Percentiles and Cumulative Probabilities
As a final step in our example Monte Carlo simulation, we are going to look at how to use the Excel percentile function and percent rank function to estimate important summary statistics from our sales forecast example. But first, it will be helpful to talk a bit about the cumulative probability distribution.
Creating a Cumulative Distribution
In Part 4 of this Monte Carlo Simulation example, we plotted the results as a histogram to visualize the uncertainty in profit. We are going to augment the histogram now by including a graph of the estimated cumulative distribution function (CDF) as shown below.
The reason for showing the CDF along with the histogram is to demonstrate that an estimate of the cumulative probability is simply the percentage of the data points to the left of the point of interest.
For example, we might want to know what percentage of the results was less than -$700.00 (the vertical red line on the left).
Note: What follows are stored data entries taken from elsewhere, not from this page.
use super::{BackendStats, BlobStore, ObjectMeta, StatsCounter};
use crate::error::{Result, StorageError};
use async_trait::async_trait;
use bytes::Bytes;
use futures::TryStreamExt;
use object_store::aws::AmazonS3Builder;
use object_store::memory::InMemory;
use object_store::path::Path as ObjectPath;
use object_store::ObjectStore;
use serde::{Deserialize, Serialize};
use std::collections::HashMap;
use std::sync::Arc;
use tokio::sync::RwLock;
use tracing::debug;

/// S3 兼容端点配置（SeaweedFS 网关、AWS、Cloudflare R2）
#[derive(Debug, Clone, PartialEq, Serialize, Deserialize)]
pub struct S3Endpoint {
    /// 端点 URL，AWS 官方端点可留空
    #[serde(default)]
    pub endpoint: Option<String>,

    #[serde(default = "default_region")]
    pub region: String,

    #[serde(default)]
    pub access_key_id: Option<String>,

    #[serde(default)]
    pub secret_access_key: Option<String>,

    /// 允许 http 端点（内网 SeaweedFS）
    #[serde(default)]
    pub allow_http: bool,
}

fn default_region() -> String {
    "us-east-1".to_string()
}

impl S3Endpoint {
    pub fn new(endpoint: impl Into<String>) -> Self {
        let endpoint = endpoint.into();
        Self {
            allow_http: endpoint.starts_with("http://"),
            endpoint: Some(endpoint),
            region: default_region(),
            access_key_id: None,
            secret_access_key: None,
        }
    }
}

#[derive(Debug, Clone)]
enum StoreFactory {
    S3(S3Endpoint),
    Memory,
}

/// 基于 `object_store` 的存储后端
///
/// `object_store` 客户端绑定单个桶，这里按桶名延迟创建并缓存。
pub struct ObjectStoreBackend {
    name: String,
    factory: StoreFactory,
    stores: RwLock<HashMap<String, Arc<dyn ObjectStore>>>,
    stats: StatsCounter,
}

impl ObjectStoreBackend {
    pub fn s3(name: impl Into<String>, endpoint: S3Endpoint) -> Self {
        Self::with_factory(name, StoreFactory::S3(endpoint))
    }

    /// 内存后端（测试和演示用）
    pub fn memory(name: impl Into<String>) -> Self {
        Self::with_factory(name, StoreFactory::Memory)
    }

    fn with_factory(name: impl Into<String>, factory: StoreFactory) -> Self {
        Self {
            name: name.into(),
            factory,
            stores: RwLock::new(HashMap::new()),
            stats: StatsCounter::default(),
        }
    }

    async fn store_for(&self, bucket: &str) -> Result<Arc<dyn ObjectStore>> {
        if let Some(store) = self.stores.read().await.get(bucket) {
            return Ok(Arc::clone(store));
        }

        let mut stores = self.stores.write().await;
        if let Some(store) = stores.get(bucket) {
            return Ok(Arc::clone(store));
        }

        let store: Arc<dyn ObjectStore> = match &self.factory {
            StoreFactory::Memory => Arc::new(InMemory::new()),
            StoreFactory::S3(endpoint) => {
                let mut builder = AmazonS3Builder::new()
                    .with_bucket_name(bucket)
                    .with_region(&endpoint.region)
                    .with_allow_http(endpoint.allow_http);
                if let Some(url) = &endpoint.endpoint {
                    builder = builder
                        .with_endpoint(url)
                        .with_virtual_hosted_style_request(false);
                }
                if let Some(key_id) = &endpoint.access_key_id {
                    builder = builder.with_access_key_id(key_id);
                }
                if let Some(secret) = &endpoint.secret_access_key {
                    builder = builder.with_secret_access_key(secret);
                }
                let s3 = builder
                    .build()
                    .map_err(|e| StorageError::Config(format!("{}: {}", self.name, e)))?;
                Arc::new(s3)
            }
        };

        stores.insert(bucket.to_string(), Arc::clone(&store));
        debug!(backend = %self.name, bucket = %bucket, "Object store client created");
        Ok(store)
    }

    fn map_err(&self, bucket: &str, key: &str, err: object_store::Error) -> StorageError {
        match err {
            object_store::Error::NotFound { .. } => StorageError::not_found(bucket, key),
            object_store::Error::Generic { source, .. } => {
                StorageError::unavailable(self.name.clone(), source)
            }
            other => StorageError::Backend {
                backend: self.name.clone(),
                message: other.to_string(),
            },
        }
    }
}

#[async_trait]
impl BlobStore for ObjectStoreBackend {
    async fn put(&self, bucket: &str, key: &str, data: Bytes) -> Result<()> {
        let store = self.store_for(bucket).await?;
        let size = data.len() as u64;

        store
            .put(&ObjectPath::from(key), data.into())
            .await
            .map_err(|e| self.map_err(bucket, key, e))?;
        self.stats.record_write(size);
        debug!(backend = %self.name, key = %key, size, "Object uploaded");
        Ok(())
    }

    async fn get(&self, bucket: &str, key: &str) -> Result<Bytes> {
        let store = self.store_for(bucket).await?;

        let result = store
            .get(&ObjectPath::from(key))
            .await
            .map_err(|e| self.map_err(bucket, key, e))?;
        let data = result
            .bytes()
            .await
            .map_err(|e| self.map_err(bucket, key, e))?;
        self.stats.record_read(data.len() as u64);
        Ok(data)
    }

    async fn head(&self, bucket: &str, key: &str) -> Result<ObjectMeta> {
        let store = self.store_for(bucket).await?;

        let meta = store
            .head(&ObjectPath::from(key))
            .await
            .map_err(|e| self.map_err(bucket, key, e))?;
        Ok(convert_meta(meta))
    }

    async fn list(&self, bucket: &str, prefix: &str) -> Result<Vec<ObjectMeta>> {
        let store = self.store_for(bucket).await?;

        // object_store 按路径段匹配前缀，这里按目录部分列出再做字符串过滤
        let prefix = prefix.trim_start_matches('/');
        let dir = prefix.rfind('/').map(|idx| ObjectPath::from(&prefix[..idx]));

        let objects: Vec<object_store::ObjectMeta> = store
            .list(dir.as_ref())
            .try_collect()
            .await
            .map_err(|e| self.map_err(bucket, prefix, e))?;

        let mut objects: Vec<ObjectMeta> = objects
            .into_iter()
            .map(convert_meta)
            .filter(|meta| meta.key.starts_with(prefix))
            .collect();
        objects.sort_by(|a, b| a.key.cmp(&b.key));
        Ok(objects)
    }

    async fn delete(&self, bucket: &str, key: &str) -> Result<()> {
        let store = self.store_for(bucket).await?;
        let path = ObjectPath::from(key);

        // S3 删除不存在的对象也会成功，先 head 以区分 NotFound
        store
            .head(&path)
            .await
            .map_err(|e| self.map_err(bucket, key, e))?;
        store
            .delete(&path)
            .await
            .map_err(|e| self.map_err(bucket, key, e))?;
        self.stats.record_delete();
        Ok(())
    }

    fn name(&self) -> &str {
        &self.name
    }

    fn stats(&self) -> BackendStats {
        self.stats.snapshot()
    }
}

fn convert_meta(meta: object_store::ObjectMeta) -> ObjectMeta {
    ObjectMeta {
        key: meta.location.to_string(),
        size: meta.size as u64,
        last_modified: meta.last_modified,
    }
}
From the graph, the corresponding cumulative probability is about 0.05 or 5%. Similarly, we can draw a line at $2300 and find that about 95% of the results are less than $2300.
It is fairly simple to create the cumulative distribution in Excel. Figure 2 shows how you can estimate the CDF by calculating the probabilities using a cumulative sum of the count from the frequency function. You simply divide the cumulative sum by the total number of points.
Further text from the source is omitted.